Each record should be reproduced exactly.

(Stored items):
⁂
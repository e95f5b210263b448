//! Offline index construction
//!
//! Documents are chunked, the chunk texts embedded in batches, and each
//! embedding row added to a [`FlatIndex`] together with the metadata of the
//! chunk it came from.

use std::path::PathBuf;
use std::sync::Arc;
use std::time::Instant;

use docrag_core::{ChunkMetadata, Document, Embedder, EmbeddingConfig, RagError, Result};
use docrag_parser::Chunker;
use docrag_vector::{embed_texts, FlatIndex, VectorIndex};

/// Builds a [`FlatIndex`] from raw documents
pub struct IndexBuilder {
    chunker: Chunker,
    embedder: Arc<dyn Embedder>,
    /// Texts per embedding request
    batch_size: usize,
    /// Embedding requests in flight
    concurrency: usize,
}

impl IndexBuilder {
    pub fn new(chunker: Chunker, embedder: Arc<dyn Embedder>) -> Self {
        let defaults = EmbeddingConfig::default();
        Self {
            chunker,
            embedder,
            batch_size: defaults.batch_size,
            concurrency: defaults.concurrency,
        }
    }

    /// Set the number of texts per embedding request
    pub fn with_batch_size(mut self, batch_size: usize) -> Self {
        self.batch_size = batch_size.max(1);
        self
    }

    /// Set the number of concurrent embedding requests
    pub fn with_concurrency(mut self, concurrency: usize) -> Self {
        self.concurrency = concurrency.max(1);
        self
    }

    /// Chunk, embed and index `documents`
    ///
    /// Row `i` of the result holds the `i`-th chunk in document order.
    pub async fn build(&self, documents: &[Document]) -> Result<FlatIndex> {
        let start = Instant::now();

        let chunks = self.chunker.chunk_all(documents);
        tracing::info!(
            "Chunked {} documents into {} chunks",
            documents.len(),
            chunks.len()
        );

        let texts: Vec<String> = chunks.iter().map(|c| c.text.clone()).collect();
        let vectors = embed_texts(
            self.embedder.as_ref(),
            &texts,
            self.batch_size,
            self.concurrency,
        )
        .await?;

        let mut index = FlatIndex::new(self.embedder.dimension())?;
        let metadata = chunks.iter().map(ChunkMetadata::from).collect();
        index.add(vectors.view(), metadata)?;

        tracing::info!(
            "Indexed {} chunks (dim {}) in {} ms",
            index.len(),
            index.dim(),
            start.elapsed().as_millis()
        );
        Ok(index)
    }

    /// Build the index and persist it to the given pair of paths
    ///
    /// The file writes run on the blocking thread pool.
    pub async fn build_and_save(
        &self,
        documents: &[Document],
        vector_path: impl Into<PathBuf>,
        metadata_path: impl Into<PathBuf>,
    ) -> Result<FlatIndex> {
        let index = self.build(documents).await?;
        let vector_path = vector_path.into();
        let metadata_path = metadata_path.into();

        let join_path = vector_path.clone();
        tokio::task::spawn_blocking(move || -> Result<FlatIndex> {
            index.save(&vector_path, &metadata_path)?;
            Ok(index)
        })
        .await
        .map_err(|e| RagError::io(join_path, std::io::Error::other(e)))?
    }
}

#[cfg(test)]
mod tests {
    use super::*;
    use async_trait::async_trait;
    use docrag_core::ChunkingConfig;

    /// Letter histogram over `a..=d`, normalised
    struct HistogramEmbedder;

    #[async_trait]
    impl Embedder for HistogramEmbedder {
        async fn embed(&self, text: &str) -> Result<Vec<f32>> {
            let mut v = vec![0.0f32; 4];
            for c in text.chars() {
                if let Some(slot) = "abcd".find(c) {
                    v[slot] += 1.0;
                }
            }
            docrag_core::l2_normalize(&mut v);
            Ok(v)
        }

        fn dimension(&self) -> usize {
            4
        }
    }

    fn builder(max_chars: usize) -> IndexBuilder {
        let chunker = Chunker::new(ChunkingConfig {
            max_chars,
            overlap_chars: 0,
        })
        .unwrap();
        IndexBuilder::new(chunker, Arc::new(HistogramEmbedder)).with_batch_size(2)
    }

    #[tokio::test]
    async fn test_build_pairs_rows_with_chunks() {
        let docs = vec![
            Document::new("one", "aaaa bbbb"),
            Document::new("two", "cccc"),
        ];
        let index = builder(5).build(&docs).await.unwrap();

        let ids: Vec<_> = index
            .metadata()
            .iter()
            .map(|m| (m.doc_id.as_str(), m.sequence))
            .collect();
        assert_eq!(ids, vec![("one", Some(0)), ("one", Some(1)), ("two", Some(0))]);
        assert_eq!(index.dim(), 4);

        let hits = index.search(&[0.0, 0.0, 1.0, 0.0], 1).unwrap();
        assert_eq!(hits[0].metadata.doc_id, "two");
    }

    #[tokio::test]
    async fn test_build_empty_corpus() {
        let index = builder(10).build(&[]).await.unwrap();
        assert!(index.is_empty());
        assert_eq!(index.dim(), 4);
    }

    #[tokio::test]
    async fn test_build_and_save_round_trip() {
        let dir = tempfile::tempdir().unwrap();
        let vpath = dir.path().join("index.vectors");
        let mpath = dir.path().join("index.meta.json");

        let docs = vec![Document::new("d", "abcd dcba")];
        let built = builder(4)
            .build_and_save(&docs, &vpath, &mpath)
            .await
            .unwrap();

        let loaded = FlatIndex::open(&vpath, &mpath).unwrap();
        assert_eq!(loaded.metadata(), built.metadata());
    }
}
⁂
(Finished task):
repository e95f5b210263b448
//! Offline index construction
//!
//! Documents are chunked, the chunk texts embedded in batches, and each
//! embedding row added to a [`FlatIndex`] together with the metadata of the
//! chunk it came from.

use std::path::PathBuf;
use std::sync::Arc;
use std::time::Instant;

use docrag_core::{ChunkMetadata, Document, Embedder, EmbeddingConfig, RagError, Result};
use docrag_parser::Chunker;
use docrag_vector::{embed_texts, FlatIndex, VectorIndex};

/// Builds a [`FlatIndex`] from raw documents
pub struct IndexBuilder {
    chunker: Chunker,
    embedder: Arc<dyn Embedder>,
    /// Texts per embedding request
    batch_size: usize,
    /// Embedding requests in flight
    concurrency: usize,
}

impl IndexBuilder {
    pub fn new(chunker: Chunker, embedder: Arc<dyn Embedder>) -> Self {
        let defaults = EmbeddingConfig::default();
        Self {
            chunker,
            embedder,
            batch_size: defaults.batch_size,
            concurrency: defaults.concurrency,
        }
    }

    /// Set the number of texts per embedding request
    pub fn with_batch_size(mut self, batch_size: usize) -> Self {
        self.batch_size = batch_size.max(1);
        self
    }

    /// Set the number of concurrent embedding requests
    pub fn with_concurrency(mut self, concurrency: usize) -> Self {
        self.concurrency = concurrency.max(1);
        self
    }

    /// Chunk, embed and index `documents`
    ///
    /// Row `i` of the result holds the `i`-th chunk in document order.
    pub async fn build(&self, documents: &[Document]) -> Result<FlatIndex> {
        let start = Instant::now();

        let chunks = self.chunker.chunk_all(documents);
        tracing::info!(
            "Chunked {} documents into {} chunks",
            documents.len(),
            chunks.len()
        );

        let texts: Vec<String> = chunks.iter().map(|c| c.text.clone()).collect();
        let vectors = embed_texts(
            self.embedder.as_ref(),
            &texts,
            self.batch_size,
            self.concurrency,
        )
        .await?;

        let mut index = FlatIndex::new(self.embedder.dimension())?;
        let metadata = chunks.iter().map(ChunkMetadata::from).collect();
        index.add(vectors.view(), metadata)?;

        tracing::info!(
            "Indexed {} chunks (dim {}) in {} ms",
            index.len(),
            index.dim(),
            start.elapsed().as_millis()
        );
        Ok(index)
    }

    /// Build the index and persist it to the given pair of paths
    ///
    /// The file writes run on the blocking thread pool.
    pub async fn build_and_save(
        &self,
        documents: &[Document],
        vector_path: impl Into<PathBuf>,
        metadata_path: impl Into<PathBuf>,
    ) -> Result<FlatIndex> {
        let index = self.build(documents).await?;
        let vector_path = vector_path.into();
        let metadata_path = metadata_path.into();

        let join_path = vector_path.clone();
        tokio::task::spawn_blocking(move || -> Result<FlatIndex> {
            index.save(&vector_path, &metadata_path)?;
            Ok(index)
        })
        .await
        .map_err(|e| RagError::io(join_path, std::io::Error::other(e)))?
    }
}

#[cfg(test)]
mod tests {
    use super::*;
    use async_trait::async_trait;
    use docrag_core::ChunkingConfig;

    /// Letter histogram over `a..=d`, normalised
    struct HistogramEmbedder;

    #[async_trait]
    impl Embedder for HistogramEmbedder {
        async fn embed(&self, text: &str) -> Result<Vec<f32>> {
            let mut v = vec![0.0f32; 4];
            for c in text.chars() {
                if let Some(slot) = "abcd".find(c) {
                    v[slot] += 1.0;
                }
            }
            docrag_core::l2_normalize(&mut v);
            Ok(v)
        }

        fn dimension(&self) -> usize {
            4
        }
    }

    fn builder(max_chars: usize) -> IndexBuilder {
        let chunker = Chunker::new(ChunkingConfig {
            max_chars,
            overlap_chars: 0,
        })
        .unwrap();
        IndexBuilder::new(chunker, Arc::new(HistogramEmbedder)).with_batch_size(2)
    }

    #[tokio::test]
    async fn test_build_pairs_rows_with_chunks() {
        let docs = vec![
            Document::new("one", "aaaa bbbb"),
            Document::new("two", "cccc"),
        ];
        let index = builder(5).build(&docs).await.unwrap();

        let ids: Vec<_> = index
            .metadata()
            .iter()
            .map(|m| (m.doc_id.as_str(), m.sequence))
            .collect();
        assert_eq!(ids, vec![("one", Some(0)), ("one", Some(1)), ("two", Some(0))]);
        assert_eq!(index.dim(), 4);

        let hits = index.search(&[0.0, 0.0, 1.0, 0.0], 1).unwrap();
        assert_eq!(hits[0].metadata.doc_id, "two");
    }

    #[tokio::test]
    async fn test_build_empty_corpus() {
        let index = builder(10).build(&[]).await.unwrap();
        assert!(index.is_empty());
        assert_eq!(index.dim(), 4);
    }

    #[tokio::test]
    async fn test_build_and_save_round_trip() {
        let dir = tempfile::tempdir().unwrap();
        let vpath = dir.path().join("index.vectors");
        let mpath = dir.path().join("index.meta.json");

        let docs = vec![Document::new("d", "abcd dcba")];
        let built = builder(4)
            .build_and_save(&docs, &vpath, &mpath)
            .await
            .unwrap();

        let loaded = FlatIndex::open(&vpath, &mpath).unwrap();
        assert_eq!(loaded.metadata(), built.metadata());
    }
}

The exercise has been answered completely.